> [What is being asked]: Determine how many lines in the records below include the word "count" and output that number alone.

> [Data for the task]:
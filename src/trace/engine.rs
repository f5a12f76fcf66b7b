use futures::StreamExt;
use std::sync::Arc;
use tokio_util::sync::CancellationToken;
use tracing::debug;

use crate::config::DiagnosticsConfig;
use crate::parse;
use crate::probe::{self, ProcessRunner};
use crate::state::{DiagnosticKind, Target, TestRun};
use crate::trace::observer::DiagnosticObserver;
use crate::trace::unit::UnitState;

/// Runs every (target, kind) unit on a bounded pool with per-unit retries
pub struct TestOrchestrator {
    runner: Arc<dyn ProcessRunner>,
    config: Arc<DiagnosticsConfig>,
    observer: Arc<dyn DiagnosticObserver>,
    cancel: CancellationToken,
}

impl TestOrchestrator {
    pub fn new(
        runner: Arc<dyn ProcessRunner>,
        config: Arc<DiagnosticsConfig>,
        observer: Arc<dyn DiagnosticObserver>,
        cancel: CancellationToken,
    ) -> Self {
        Self {
            runner,
            config,
            observer,
            cancel,
        }
    }

    /// Units to schedule, in report order.
    ///
    /// Throughput measures the local uplink rather than a path, so it runs
    /// once, attributed to the first target.
    pub fn units(targets: &[Target], kinds: &[DiagnosticKind]) -> Vec<(Target, DiagnosticKind)> {
        let mut kinds = kinds.to_vec();
        kinds.sort();
        kinds.dedup();

        let mut units = Vec::new();
        for (i, target) in targets.iter().enumerate() {
            for &kind in &kinds {
                if kind.is_target_scoped() || i == 0 {
                    units.push((target.clone(), kind));
                }
            }
        }
        units
    }

    /// Run all units; returns one finalized TestRun per unit, in no particular order
    pub async fn run(&self, targets: &[Target], kinds: &[DiagnosticKind]) -> Vec<TestRun> {
        let units = Self::units(targets, kinds);
        debug!(units = units.len(), workers = self.config.worker_pool_size, "scheduling tests");

        futures::stream::iter(units)
            .map(|(target, kind)| self.run_unit(target, kind))
            .buffer_unordered(self.config.worker_pool_size.max(1))
            .collect()
            .await
    }

    async fn run_unit(&self, target: Target, kind: DiagnosticKind) -> TestRun {
        let settings = self.config.kind(kind);
        let command = probe::build(kind, &target, settings);

        let mut state = UnitState::Pending.start();
        let mut last = None;

        while let UnitState::Running { attempt } = state {
            if self.cancel.is_cancelled() {
                state = state.abandon();
                break;
            }

            self.observer.unit_started(&target, kind, attempt);
            let raw = Arc::new(self.runner.run(&command, settings.timeout, &self.cancel).await);
            let outcome = parse::parse(kind, &raw);
            state = state.settle(&outcome.status, settings.max_attempts);

            let run = TestRun {
                target: target.clone(),
                kind,
                measurement: outcome.measurement,
                status: outcome.status,
                raw: Some(raw),
                attempts: attempt,
            };
            self.observer.unit_finished(&run);
            last = Some(run);

            if matches!(state, UnitState::Running { .. }) && !self.config.retry_delay.is_zero() {
                tokio::select! {
                    _ = tokio::time::sleep(self.config.retry_delay) => {}
                    _ = self.cancel.cancelled() => {}
                }
            }
        }

        debug!(host = %target, %kind, ?state, "unit finalized");
        last.unwrap_or_else(|| TestRun::not_started(target, kind))
    }
}
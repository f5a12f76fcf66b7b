//! Platform-specific command lines for each diagnostic kind.

use crate::config::KindSettings;
use crate::state::{CommandSpec, DiagnosticKind, Target};

/// Target platform for command construction
#[derive(Debug, Clone, Copy, PartialEq, Eq)]
pub enum Platform {
    Linux,
    MacOs,
    Windows,
}

impl Platform {
    pub fn current() -> Self {
        if cfg!(windows) {
            Self::Windows
        } else if cfg!(target_os = "macos") {
            Self::MacOs
        } else {
            Self::Linux
        }
    }

    fn default_program(&self, kind: DiagnosticKind, target: &Target) -> &'static str {
        match (kind, self) {
            (DiagnosticKind::LatencyProbe, Self::MacOs) if target.is_ipv6() => "ping6",
            (DiagnosticKind::LatencyProbe, _) => "ping",
            (DiagnosticKind::RouteTrace, Self::Windows) => "tracert",
            (DiagnosticKind::RouteTrace, Self::MacOs) if target.is_ipv6() => "traceroute6",
            (DiagnosticKind::RouteTrace, _) => "traceroute",
            (DiagnosticKind::CombinedTrace, _) => "mtr",
            (DiagnosticKind::ThroughputTest, _) => "speedtest-cli",
        }
    }
}

/// Build the command for one test unit on the current platform
pub fn build(kind: DiagnosticKind, target: &Target, settings: &KindSettings) -> CommandSpec {
    build_for(Platform::current(), kind, target, settings)
}

pub fn build_for(
    platform: Platform,
    kind: DiagnosticKind,
    target: &Target,
    settings: &KindSettings,
) -> CommandSpec {
    let program = settings
        .program
        .clone()
        .unwrap_or_else(|| platform.default_program(kind, target).to_string());
    let count = settings.count.max(1).to_string();
    let host = target.as_str().to_string();

    let args = match (kind, platform) {
        (DiagnosticKind::LatencyProbe, Platform::Windows) => vec!["-n".into(), count, host],
        (DiagnosticKind::LatencyProbe, _) => vec!["-c".into(), count, host],
        (DiagnosticKind::RouteTrace, Platform::Windows) => {
            vec!["-d".into(), "-h".into(), count, host]
        }
        (DiagnosticKind::RouteTrace, _) => vec!["-n".into(), "-m".into(), count, host],
        // report, wide, AS lookup, show names and IPs
        (DiagnosticKind::CombinedTrace, _) => {
            vec!["-r".into(), "-w".into(), "-z".into(), "-b".into(), "-c".into(), count, host]
        }
        (DiagnosticKind::ThroughputTest, _) => vec!["--json".into()],
    };

    CommandSpec { program, args }
}
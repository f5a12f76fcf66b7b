use tracing::{debug, info, warn};

use crate::state::{DiagnosticKind, IspSignal, Status, Target, TestRun};

/// Progress hooks invoked synchronously by the orchestrator and detector
///
/// All methods default to no-ops.
pub trait DiagnosticObserver: Send + Sync {
    fn unit_started(&self, _target: &Target, _kind: DiagnosticKind, _attempt: u32) {}

    fn unit_finished(&self, _run: &TestRun) {}

    fn signal_collected(&self, _signal: &IspSignal) {}
}

/// Observer that ignores everything
#[derive(Debug, Default, Clone, Copy)]
pub struct NoopObserver;

impl DiagnosticObserver for NoopObserver {}

/// Observer emitting `tracing` events
#[derive(Debug, Default, Clone, Copy)]
pub struct TracingObserver;

impl DiagnosticObserver for TracingObserver {
    fn unit_started(&self, target: &Target, kind: DiagnosticKind, attempt: u32) {
        debug!(host = %target, %kind, attempt, "test started");
    }

    fn unit_finished(&self, run: &TestRun) {
        let elapsed_ms = run.raw.as_ref().map(|r| r.duration.as_millis());
        match &run.status {
            Status::Ok => info!(host = %run.target, kind = %run.kind, attempt = run.attempts, ?elapsed_ms, "test ok"),
            Status::Degraded(reason) => warn!(
                host = %run.target,
                kind = %run.kind,
                attempt = run.attempts,
                %reason,
                "test degraded"
            ),
            Status::Failed(err) => warn!(
                host = %run.target,
                kind = %run.kind,
                attempt = run.attempts,
                error = %err,
                "test failed"
            ),
        }
    }

    fn signal_collected(&self, signal: &IspSignal) {
        debug!(
            source = %signal.source,
            provider = signal.provider.as_deref().unwrap_or("-"),
            evidence = %signal.evidence,
            "ISP signal"
        );
    }
}
pub mod execution;
pub mod isp;
pub mod kind;
pub mod measurement;
pub mod report;
pub mod run;
pub mod target;

pub use execution::*;
pub use isp::*;
pub use kind::*;
pub use measurement::*;
pub use report::*;
pub use run::*;
pub use target::*;

/// Serde helper for Duration as fractional milliseconds
pub(crate) mod duration_ms {
    use serde::{Deserialize, Deserializer, Serialize, Serializer};
    use std::time::Duration;

    pub fn serialize<S>(duration: &Duration, serializer: S) -> Result<S::Ok, S::Error>
    where
        S: Serializer,
    {
        (duration.as_secs_f64() * 1000.0).serialize(serializer)
    }

    pub fn deserialize<'de, D>(deserializer: D) -> Result<Duration, D::Error>
    where
        D: Deserializer<'de>,
    {
        let ms = f64::deserialize(deserializer)?;
        Duration::try_from_secs_f64(ms / 1000.0).map_err(serde::de::Error::custom)
    }
}

/// Serde helper for Option<Duration> as fractional milliseconds
pub(crate) mod option_duration_ms {
    use serde::{Deserialize, Deserializer, Serialize, Serializer};
    use std::time::Duration;

    pub fn serialize<S>(duration: &Option<Duration>, serializer: S) -> Result<S::Ok, S::Error>
    where
        S: Serializer,
    {
        duration
            .map(|d| d.as_secs_f64() * 1000.0)
            .serialize(serializer)
    }

    pub fn deserialize<'de, D>(deserializer: D) -> Result<Option<Duration>, D::Error>
    where
        D: Deserializer<'de>,
    {
        match Option::<f64>::deserialize(deserializer)? {
            Some(ms) => Duration::try_from_secs_f64(ms / 1000.0)
                .map(Some)
                .map_err(serde::de::Error::custom),
            None => Ok(None),
        }
    }
}
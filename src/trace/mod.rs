pub mod engine;
pub mod observer;
pub mod unit;

pub use engine::*;
pub use observer::*;
pub use unit::*;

> [Task result]: 6